◆ **YOUR GOAL**: Your answer should hold all lines of the entries that include the word "crates".

◆ **Collected data entries**:

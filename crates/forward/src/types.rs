use {
    crosslink_channels::{ChannelRef, InboundMessage},
    serde::{Deserialize, Serialize},
};

/// A configured forwarding destination.
#[derive(Debug, Clone, PartialEq, Eq, Serialize, Deserialize)]
pub struct ForwardTarget {
    pub platform: String,
    pub channel_id: String,
    /// Bot that posts into the destination.
    pub self_id: String,
    /// Group context some platforms need to send.
    #[serde(default, skip_serializing_if = "Option::is_none")]
    pub guild_id: Option<String>,
}

impl ForwardTarget {
    pub fn channel(&self) -> ChannelRef {
        ChannelRef::new(&self.platform, &self.channel_id)
    }

    /// Same destination channel, regardless of bot or guild.
    pub fn same_channel(&self, channel: &ChannelRef) -> bool {
        self.platform == channel.platform && self.channel_id == channel.channel_id
    }
}

/// Where a reply to one of our relayed messages should be sent back to.
#[derive(Debug, Clone, PartialEq, Eq)]
pub struct RelayEntry {
    pub platform: String,
    pub channel_id: String,
    /// Bot that received the original message.
    pub self_id: String,
    pub guild_id: Option<String>,
}

impl RelayEntry {
    /// Origin record for a message about to be relayed.
    pub fn origin_of(message: &InboundMessage) -> Self {
        let source = message.source();
        Self {
            platform: source.platform,
            channel_id: source.channel_id,
            self_id: message.self_id.clone(),
            guild_id: message.guild_id.clone(),
        }
    }

    pub fn into_target(self) -> ForwardTarget {
        ForwardTarget {
            platform: self.platform,
            channel_id: self.channel_id,
            self_id: self.self_id,
            guild_id: self.guild_id,
        }
    }
}
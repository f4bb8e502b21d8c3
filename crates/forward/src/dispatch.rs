//! Fan-out of one inbound message to its destinations.
//!
//! Each destination is delivered independently: a missing bot or a failed
//! send is logged and never affects the other destinations.

use std::{sync::Arc, time::Duration};

use {
    crosslink_channels::{BotRegistry, InboundMessage},
    futures::future::join_all,
    tracing::{debug, warn},
};

use crate::{
    Error, Result, mention,
    relay_table::RelayTable,
    types::{ForwardTarget, RelayEntry},
};

/// Sends relayed content and records where replies should go.
///
/// Sole owner of the relay table.
pub struct Dispatcher {
    bots: Arc<BotRegistry>,
    relays: RelayTable,
}

impl Dispatcher {
    pub fn new(bots: Arc<BotRegistry>, reply_timeout: Duration) -> Self {
        Self {
            bots,
            relays: RelayTable::new(reply_timeout),
        }
    }

    /// Origin recorded for one of our relayed messages, if replies are still accepted.
    pub fn reply_origin(&self, message_id: &str) -> Option<RelayEntry> {
        self.relays.get(message_id)
    }

    /// Relayed messages still accepting replies.
    pub fn pending_replies(&self) -> usize {
        self.relays.len()
    }

    /// Relay `message` to a single destination. Returns the number of messages sent.
    pub async fn relay(&self, message: &InboundMessage, destination: &ForwardTarget) -> Result<usize> {
        match self.prepare(message).await {
            Some(text) => self.deliver(message, &text, destination).await,
            None => Ok(0),
        }
    }

    /// Relay `message` to every destination concurrently.
    ///
    /// Returns how many destinations received it.
    pub async fn fan_out(&self, message: &InboundMessage, destinations: &[ForwardTarget]) -> usize {
        if destinations.is_empty() {
            return 0;
        }
        let Some(text) = self.prepare(message).await else {
            return 0;
        };

        let deliveries = destinations.iter().map(|destination| {
            let text = text.as_str();
            async move {
                match self.deliver(message, text, destination).await {
                    Ok(_) => true,
                    Err(e) => {
                        log_failure(message, destination, &e);
                        false
                    },
                }
            }
        });
        join_all(deliveries).await.into_iter().filter(|ok| *ok).count()
    }

    /// Content as it will appear in destinations, or `None` if there is nothing to relay.
    async fn prepare(&self, message: &InboundMessage) -> Option<String> {
        let content = message.content.trim();
        if content.is_empty() {
            debug!(message_id = %message.message_id, "empty content, nothing to relay");
            return None;
        }

        let body = match message.group_guild() {
            Some(guild_id) if mention::has_mentions(content) => {
                self.rewrite_mentions(message, guild_id, content).await
            },
            _ => content.to_string(),
        };
        Some(format!("{}: {body}", message.author.display_name()))
    }

    async fn rewrite_mentions(&self, message: &InboundMessage, guild_id: &str, content: &str) -> String {
        let Some(bot) = self.bots.bot_for(&message.platform, &message.self_id) else {
            debug!(platform = %message.platform, self_id = %message.self_id, "source bot gone, mentions left as-is");
            return content.to_string();
        };
        match bot.members_of(guild_id).await {
            Ok(directory) => mention::rewrite_mentions(content, &directory),
            Err(e) => {
                warn!(platform = %message.platform, guild_id, error = %e, "member lookup failed, mentions left as-is");
                content.to_string()
            },
        }
    }

    async fn deliver(
        &self,
        message: &InboundMessage,
        text: &str,
        destination: &ForwardTarget,
    ) -> Result<usize> {
        let bot = self
            .bots
            .bot_for(&destination.platform, &destination.self_id)
            .ok_or_else(|| Error::bot_unavailable(&destination.platform, &destination.self_id))?;

        let sent = bot
            .send_message(&destination.channel_id, text, destination.guild_id.as_deref())
            .await?;

        let origin = RelayEntry::origin_of(message);
        for id in &sent {
            self.relays.put(id.clone(), origin.clone());
        }
        debug!(
            message_id = %message.message_id,
            target = %destination.channel(),
            sent = sent.len(),
            "relayed message"
        );
        Ok(sent.len())
    }
}

fn log_failure(message: &InboundMessage, destination: &ForwardTarget, error: &Error) {
    match error {
        Error::BotUnavailable { .. } => warn!(
            message_id = %message.message_id,
            target = %destination.channel(),
            self_id = %destination.self_id,
            "skipping destination: bot not connected"
        ),
        _ => warn!(
            message_id = %message.message_id,
            target = %destination.channel(),
            error = %error,
            "relay failed"
        ),
    }
}

#[allow(clippy::unwrap_used, clippy::expect_used)]
#[cfg(test)]
mod tests {
    use std::sync::Mutex;

    use {
        super::*,
        async_trait::async_trait,
        crosslink_channels::{Author, MemberDirectory, RelayBot},
    };

    #[derive(Default)]
    struct Recorder {
        platform: &'static str,
        self_id: &'static str,
        fail: bool,
        parts: usize,
        sent: Mutex<Vec<(String, String, Option<String>)>>,
    }

    impl Recorder {
        fn new(platform: &'static str, self_id: &'static str) -> Self {
            Self {
                platform,
                self_id,
                parts: 1,
                ..Default::default()
            }
        }

        fn sent(&self) -> Vec<(String, String, Option<String>)> {
            self.sent.lock().unwrap().clone()
        }
    }

    #[async_trait]
    impl RelayBot for Recorder {
        fn platform(&self) -> &str {
            self.platform
        }

        fn self_id(&self) -> &str {
            self.self_id
        }

        async fn send_message(
            &self,
            channel_id: &str,
            content: &str,
            guild_id: Option<&str>,
        ) -> crosslink_channels::Result<Vec<String>> {
            if self.fail {
                return Err(crosslink_channels::Error::unavailable("rate limited"));
            }
            let mut sent = self.sent.lock().unwrap();
            sent.push((
                channel_id.to_string(),
                content.to_string(),
                guild_id.map(str::to_string),
            ));
            let base = sent.len();
            Ok((0..self.parts)
                .map(|i| format!("{}-{channel_id}-{base}-{i}", self.self_id))
                .collect())
        }

        async fn members_of(&self, guild_id: &str) -> crosslink_channels::Result<MemberDirectory> {
            if guild_id == "G1" {
                Ok(MemberDirectory::from([("10".to_string(), "alice".to_string())]))
            } else {
                Err(crosslink_channels::Error::unavailable("unknown guild"))
            }
        }
    }

    fn message(content: &str) -> InboundMessage {
        InboundMessage {
            platform: "onebot".into(),
            self_id: "A1".into(),
            channel: "100".into(),
            guild_id: Some("G1".into()),
            message_id: "in-1".into(),
            author: Author {
                id: "u1".into(),
                name: Some("carol".into()),
                nick: None,
            },
            content: content.into(),
            quote: None,
            direct: false,
        }
    }

    fn target(platform: &str, channel_id: &str, self_id: &str) -> ForwardTarget {
        ForwardTarget {
            platform: platform.into(),
            channel_id: channel_id.into(),
            self_id: self_id.into(),
            guild_id: None,
        }
    }

    fn setup(bots: Vec<Arc<Recorder>>) -> Dispatcher {
        let registry = Arc::new(BotRegistry::new());
        for bot in bots {
            registry.register(bot);
        }
        Dispatcher::new(registry, Duration::from_secs(3600))
    }

    #[tokio::test]
    async fn prefixes_author_and_registers_every_part() {
        let source = Arc::new(Recorder::new("onebot", "A1"));
        let mut split = Recorder::new("discord", "B1");
        split.parts = 2;
        let dest = Arc::new(split);
        let dispatcher = setup(vec![source, Arc::clone(&dest)]);

        let mut dst = target("discord", "200", "B1");
        dst.guild_id = Some("DG".into());
        let sent = dispatcher.relay(&message("  hi  "), &dst).await.unwrap();

        assert_eq!(sent, 2);
        assert_eq!(dest.sent(), vec![(
            "200".to_string(),
            "carol: hi".to_string(),
            Some("DG".to_string())
        )]);
        let origin = dispatcher.reply_origin("B1-200-1-1").unwrap();
        assert_eq!(origin.platform, "onebot");
        assert_eq!(origin.channel_id, "100");
        assert_eq!(origin.self_id, "A1");
        assert_eq!(dispatcher.pending_replies(), 2);
    }

    #[tokio::test]
    async fn empty_content_is_a_no_op() {
        let dest = Arc::new(Recorder::new("discord", "B1"));
        let dispatcher = setup(vec![Arc::clone(&dest)]);
        let sent = dispatcher
            .relay(&message("   "), &target("discord", "200", "B1"))
            .await
            .unwrap();
        assert_eq!(sent, 0);
        assert!(dest.sent().is_empty());
    }

    #[tokio::test]
    async fn missing_bot_is_reported() {
        let dispatcher = setup(Vec::new());
        let err = dispatcher
            .relay(&message("hi"), &target("discord", "200", "B1"))
            .await
            .unwrap_err();
        assert!(matches!(err, Error::BotUnavailable { .. }));
    }

    #[tokio::test]
    async fn rewrites_mentions_from_source_guild() {
        let source = Arc::new(Recorder::new("onebot", "A1"));
        let dest = Arc::new(Recorder::new("discord", "B1"));
        let dispatcher = setup(vec![source, Arc::clone(&dest)]);

        dispatcher
            .relay(
                &message(r#"<at id="10"/> look, <at id="77"/>"#),
                &target("discord", "200", "B1"),
            )
            .await
            .unwrap();
        assert_eq!(dest.sent()[0].1, r#"carol: @alice look, <at id="77"/>"#);
    }

    #[tokio::test]
    async fn direct_messages_keep_mention_markup() {
        let source = Arc::new(Recorder::new("onebot", "A1"));
        let dest = Arc::new(Recorder::new("discord", "B1"));
        let dispatcher = setup(vec![source, Arc::clone(&dest)]);

        let mut msg = message(r#"<at id="10"/>"#);
        msg.direct = true;
        dispatcher
            .relay(&msg, &target("discord", "200", "B1"))
            .await
            .unwrap();
        assert_eq!(dest.sent()[0].1, r#"carol: <at id="10"/>"#);
    }

    #[tokio::test]
    async fn failed_member_lookup_keeps_markup() {
        let source = Arc::new(Recorder::new("onebot", "A1"));
        let dest = Arc::new(Recorder::new("discord", "B1"));
        let dispatcher = setup(vec![source, Arc::clone(&dest)]);

        let mut msg = message(r#"<at id="10"/>"#);
        msg.guild_id = Some("G-unknown".into());
        dispatcher
            .relay(&msg, &target("discord", "200", "B1"))
            .await
            .unwrap();
        assert_eq!(dest.sent()[0].1, r#"carol: <at id="10"/>"#);
    }

    #[tokio::test]
    async fn fan_out_isolates_failures() {
        let ok_a = Arc::new(Recorder::new("discord", "B1"));
        let broken = Arc::new(Recorder {
            fail: true,
            ..Recorder::new("qq", "Q1")
        });
        let ok_b = Arc::new(Recorder::new("telegram", "T1"));
        let dispatcher = setup(vec![Arc::clone(&ok_a), broken, Arc::clone(&ok_b)]);

        let delivered = dispatcher
            .fan_out(&message("hello"), &[
                target("discord", "200", "B1"),
                target("qq", "300", "Q1"),
                target("matrix", "400", "M1"),
                target("telegram", "500", "T1"),
            ])
            .await;

        assert_eq!(delivered, 2);
        assert_eq!(ok_a.sent().len(), 1);
        assert_eq!(ok_b.sent().len(), 1);
        assert_eq!(dispatcher.pending_replies(), 2);
    }
}
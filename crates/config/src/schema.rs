/// Config schema types (forwarding rules, relay timing, storage).
use serde::{Deserialize, Serialize};

/// Default reply window: one hour.
pub const DEFAULT_REPLY_TIMEOUT_MS: u64 = 60 * 60 * 1000;

/// Root configuration.
#[derive(Debug, Clone, Default, Serialize, Deserialize)]
#[serde(default)]
pub struct CrosslinkConfig {
    pub forward: ForwardConfig,
    pub database: DatabaseConfig,
}

/// Where forwarding destinations come from. Chosen once at startup.
#[derive(Debug, Clone, Copy, Default, Serialize, Deserialize, PartialEq, Eq)]
#[serde(rename_all = "lowercase")]
pub enum ForwardMode {
    /// Per-channel target lists in the database, edited with `forward` commands.
    #[default]
    Database,
    /// Immutable rule table from this file.
    Config,
}

/// How messages in one-to-one conversations are treated.
#[derive(Debug, Clone, Copy, Default, Serialize, Deserialize, PartialEq, Eq)]
#[serde(rename_all = "snake_case")]
pub enum DirectMessageMode {
    /// Same as group messages: replies are routed back, everything else forwarded.
    #[default]
    Relay,
    /// Forwarded to configured targets, never routed back as a reply.
    ForwardOnly,
    /// Not relayed at all.
    Ignore,
}

/// Forwarding behaviour.
#[derive(Debug, Clone, Serialize, Deserialize)]
#[serde(default)]
pub struct ForwardConfig {
    pub mode: ForwardMode,

    /// Static rules; only consulted in `config` mode.
    pub rules: Vec<ForwardRule>,

    /// How long (ms) a relayed message accepts replies that are routed back.
    #[serde(alias = "replyTimeout")]
    pub reply_timeout: u64,

    #[serde(alias = "directMessages")]
    pub direct_messages: DirectMessageMode,

    /// Drop messages authored by one of the connected bots.
    #[serde(alias = "ignoreSelf")]
    pub ignore_self: bool,
}

impl Default for ForwardConfig {
    fn default() -> Self {
        Self {
            mode: ForwardMode::default(),
            rules: Vec::new(),
            reply_timeout: DEFAULT_REPLY_TIMEOUT_MS,
            direct_messages: DirectMessageMode::default(),
            ignore_self: true,
        }
    }
}

/// One static forwarding rule.
#[derive(Debug, Clone, PartialEq, Eq, Serialize, Deserialize)]
pub struct ForwardRule {
    /// Source channel address, `platform:channel_id`.
    pub source: String,
    /// Destination channel address, `platform:channel_id`.
    pub target: String,
    /// Bot that posts into the destination.
    #[serde(alias = "selfId")]
    pub self_id: String,
    #[serde(default, alias = "guildId", skip_serializing_if = "Option::is_none")]
    pub guild_id: Option<String>,
}

/// Persistent store settings.
#[derive(Debug, Clone, Serialize, Deserialize)]
#[serde(default)]
pub struct DatabaseConfig {
    /// sqlx connection URL. Empty means `<data_dir>/crosslink.db`.
    pub url: String,
    pub max_connections: u32,
}

impl Default for DatabaseConfig {
    fn default() -> Self {
        Self {
            url: String::new(),
            max_connections: 5,
        }
    }
}

#[allow(clippy::unwrap_used, clippy::expect_used)]
#[cfg(test)]
mod tests {
    use super::*;

    #[test]
    fn defaults() {
        let cfg = CrosslinkConfig::default();
        assert_eq!(cfg.forward.mode, ForwardMode::Database);
        assert_eq!(cfg.forward.reply_timeout, 3_600_000);
        assert_eq!(cfg.forward.direct_messages, DirectMessageMode::Relay);
        assert!(cfg.forward.ignore_self);
        assert!(cfg.forward.rules.is_empty());
        assert_eq!(cfg.database.max_connections, 5);
    }

    #[test]
    fn deserialize_config_mode_from_toml() {
        let toml_str = r#"
            [forward]
            mode = "config"
            reply_timeout = 1000
            direct_messages = "forward_only"

            [[forward.rules]]
            source = "onebot:100"
            target = "discord:200"
            self_id = "B1"
        "#;
        let cfg: CrosslinkConfig = toml::from_str(toml_str).unwrap();
        assert_eq!(cfg.forward.mode, ForwardMode::Config);
        assert_eq!(cfg.forward.reply_timeout, 1000);
        assert_eq!(cfg.forward.direct_messages, DirectMessageMode::ForwardOnly);
        assert_eq!(cfg.forward.rules, vec![ForwardRule {
            source: "onebot:100".into(),
            target: "discord:200".into(),
            self_id: "B1".into(),
            guild_id: None,
        }]);
    }

    #[test]
    fn accepts_camel_case_aliases() {
        let json = r#"{
            "forward": {
                "replyTimeout": 5000,
                "rules": [{"source": "a:1", "target": "b:2", "selfId": "x", "guildId": "g"}]
            }
        }"#;
        let cfg: CrosslinkConfig = serde_json::from_str(json).unwrap();
        assert_eq!(cfg.forward.reply_timeout, 5000);
        assert_eq!(cfg.forward.rules[0].self_id, "x");
        assert_eq!(cfg.forward.rules[0].guild_id.as_deref(), Some("g"));
    }
}
//! Offline management of stored forward targets.
//!
//! No bots are connected here, so addresses are split with the platform names
//! given via `--platform` (for names containing `:`), else at the first `:`.

use std::sync::Arc;

use {
    anyhow::{Context, Result, bail},
    clap::{Args, Subcommand},
    crosslink_channels::{BotRegistry, ChannelRef},
    crosslink_config::{CrosslinkConfig, ForwardMode},
    crosslink_forward::{
        ForwardStore, ForwardTarget, SqliteForwardStore, TargetResolver, TargetSource,
        TargetUpdate, parse_address,
    },
};

#[derive(Args)]
pub struct ChannelArgs {
    /// Source channel, `platform:channel_id`.
    #[arg(long)]
    channel: String,
    /// Platform name containing `:` (repeatable), e.g. `qq:guild`.
    #[arg(long = "platform")]
    platforms: Vec<String>,
}

#[derive(Subcommand)]
pub enum TargetsAction {
    /// Show the targets stored for a channel.
    List {
        #[command(flatten)]
        channel: ChannelArgs,
    },
    /// Add a target. The sending bot must be named since no bots are online.
    Add {
        #[command(flatten)]
        channel: ChannelArgs,
        /// Destination address, `platform:channel_id`.
        address: String,
        /// Bot that posts into the destination.
        #[arg(long)]
        self_id: String,
        /// Group context required by some destination platforms.
        #[arg(long)]
        guild_id: Option<String>,
    },
    /// Remove a target.
    Remove {
        #[command(flatten)]
        channel: ChannelArgs,
        /// Destination address, `platform:channel_id`.
        address: String,
    },
    /// Remove every target of a channel.
    Clear {
        #[command(flatten)]
        channel: ChannelArgs,
    },
    /// List every channel that has stored targets.
    Channels,
}

pub async fn handle_targets(action: TargetsAction) -> Result<()> {
    let config = crosslink_config::discover_and_load();
    if config.forward.mode == ForwardMode::Config {
        eprintln!("note: forward.mode is \"config\"; stored targets are not used");
    }
    let store = open_store(&config).await?;

    if let TargetsAction::Channels = action {
        for channel in store.list_channels().await? {
            println!("{channel}");
        }
        return Ok(());
    }

    let resolver = TargetResolver::new(
        TargetSource::Persistent(Arc::clone(&store)),
        Arc::new(BotRegistry::new()),
    );

    let update = match action {
        TargetsAction::List { channel } => {
            let source = channel.source()?;
            print_targets(&resolver.resolve(&source).await);
            return Ok(());
        },
        TargetsAction::Add {
            channel,
            address,
            self_id,
            guild_id,
        } => {
            let destination = channel.parse(&address)?;
            resolver
                .insert_target(&channel.source()?, ForwardTarget {
                    platform: destination.platform,
                    channel_id: destination.channel_id,
                    self_id,
                    guild_id,
                })
                .await?
        },
        TargetsAction::Remove { channel, address } => {
            let destination = channel.parse(&address)?;
            resolver
                .remove_channel(&channel.source()?, &destination)
                .await?
        },
        TargetsAction::Clear { channel } => resolver.clear_targets(&channel.source()?).await?,
        TargetsAction::Channels => return Ok(()),
    };

    match update {
        TargetUpdate::Updated => println!("updated"),
        TargetUpdate::Unchanged => println!("unchanged"),
    }
    Ok(())
}

/// Print the destinations `address` resolves to under the current config.
pub async fn resolve(address: &str, platforms: Vec<String>) -> Result<()> {
    let config = crosslink_config::discover_and_load();
    print_targets(&resolve_targets(&config, address, platforms).await?);
    Ok(())
}

async fn resolve_targets(
    config: &CrosslinkConfig,
    address: &str,
    platforms: Vec<String>,
) -> Result<Vec<ForwardTarget>> {
    let source = match config.forward.mode {
        ForwardMode::Config => TargetSource::Static(config.forward.rules.clone()),
        ForwardMode::Database => TargetSource::Persistent(open_store(config).await?),
    };
    let resolver =
        TargetResolver::new(source, Arc::new(BotRegistry::new())).with_platforms(platforms);

    let channel = resolver
        .parse_address(address)
        .with_context(|| format!("invalid address {address}, expected platform:channel_id"))?;
    Ok(resolver.resolve(&channel).await)
}

impl ChannelArgs {
    fn parse(&self, address: &str) -> Result<ChannelRef> {
        match parse_address(address, &self.platforms) {
            Some(channel) => Ok(channel),
            None => bail!("invalid address {address}, expected platform:channel_id"),
        }
    }

    fn source(&self) -> Result<ChannelRef> {
        self.parse(&self.channel)
    }
}

async fn open_store(config: &CrosslinkConfig) -> Result<Arc<dyn ForwardStore>> {
    let url = crosslink_config::database_url(config);
    if config.database.url.trim().is_empty() {
        let dir = crosslink_config::data_dir();
        std::fs::create_dir_all(&dir)
            .with_context(|| format!("failed to create data directory {}", dir.display()))?;
    }
    let store = SqliteForwardStore::new(&url, config.database.max_connections)
        .await
        .with_context(|| format!("failed to open forward store at {url}"))?;
    Ok(Arc::new(store))
}

fn print_targets(targets: &[ForwardTarget]) {
    if targets.is_empty() {
        eprintln!("no targets");
        return;
    }
    for target in targets {
        match &target.guild_id {
            Some(guild_id) => println!(
                "{}\tbot={}\tguild={guild_id}",
                target.channel(),
                target.self_id
            ),
            None => println!("{}\tbot={}", target.channel(), target.self_id),
        }
    }
}

#[allow(clippy::unwrap_used, clippy::expect_used)]
#[cfg(test)]
mod tests {
    use super::*;

    fn args(channel: &str, platforms: &[&str]) -> ChannelArgs {
        ChannelArgs {
            channel: channel.into(),
            platforms: platforms.iter().map(|p| p.to_string()).collect(),
        }
    }

    #[test]
    fn declared_platforms_win_over_first_colon() {
        let args = args("qq:guild:5", &["qq:guild"]);
        assert_eq!(args.source().unwrap(), ChannelRef::new("qq:guild", "5"));
    }

    #[test]
    fn undeclared_platform_splits_at_first_colon() {
        let args = args("qq:guild:5", &[]);
        assert_eq!(args.source().unwrap(), ChannelRef::new("qq", "guild:5"));
        assert!(args.parse("no-colon").is_err());
    }

    #[tokio::test]
    async fn resolve_honours_declared_platforms() {
        let config = CrosslinkConfig {
            forward: crosslink_config::ForwardConfig {
                mode: ForwardMode::Config,
                rules: vec![crosslink_config::ForwardRule {
                    source: "qq:guild:1".into(),
                    target: "qq:guild:2".into(),
                    self_id: "Q1".into(),
                    guild_id: None,
                }],
                ..Default::default()
            },
            ..Default::default()
        };

        let targets = resolve_targets(&config, "qq:guild:1", vec!["qq:guild".into()])
            .await
            .unwrap();
        assert_eq!(targets.len(), 1);
        assert_eq!(targets[0].channel(), ChannelRef::new("qq:guild", "2"));

        let undeclared = resolve_targets(&config, "qq:guild:1", Vec::new()).await.unwrap();
        assert_eq!(undeclared[0].channel(), ChannelRef::new("qq", "guild:2"));
    }

    #[tokio::test]
    async fn store_is_created_in_data_dir() {
        let tmp = tempfile::tempdir().unwrap();
        let config = CrosslinkConfig {
            database: crosslink_config::DatabaseConfig {
                url: format!(
                    "sqlite://{}?mode=rwc",
                    tmp.path().join("targets.db").display()
                ),
                max_connections: 1,
            },
            ..Default::default()
        };
        let store = open_store(&config).await.unwrap();
        let channel = ChannelRef::new("onebot", "100");
        store
            .upsert_targets(&channel, &[ForwardTarget {
                platform: "discord".into(),
                channel_id: "200".into(),
                self_id: "B1".into(),
                guild_id: None,
            }])
            .await
            .unwrap();
        assert_eq!(store.list_channels().await.unwrap(), vec![channel]);
    }
}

◆ **ANSWER FOR THIS EXERCISE**:
filename crates/forward/src/types.rs
filename crates/forward/src/dispatch.rs
filename crates/config/src/schema.rs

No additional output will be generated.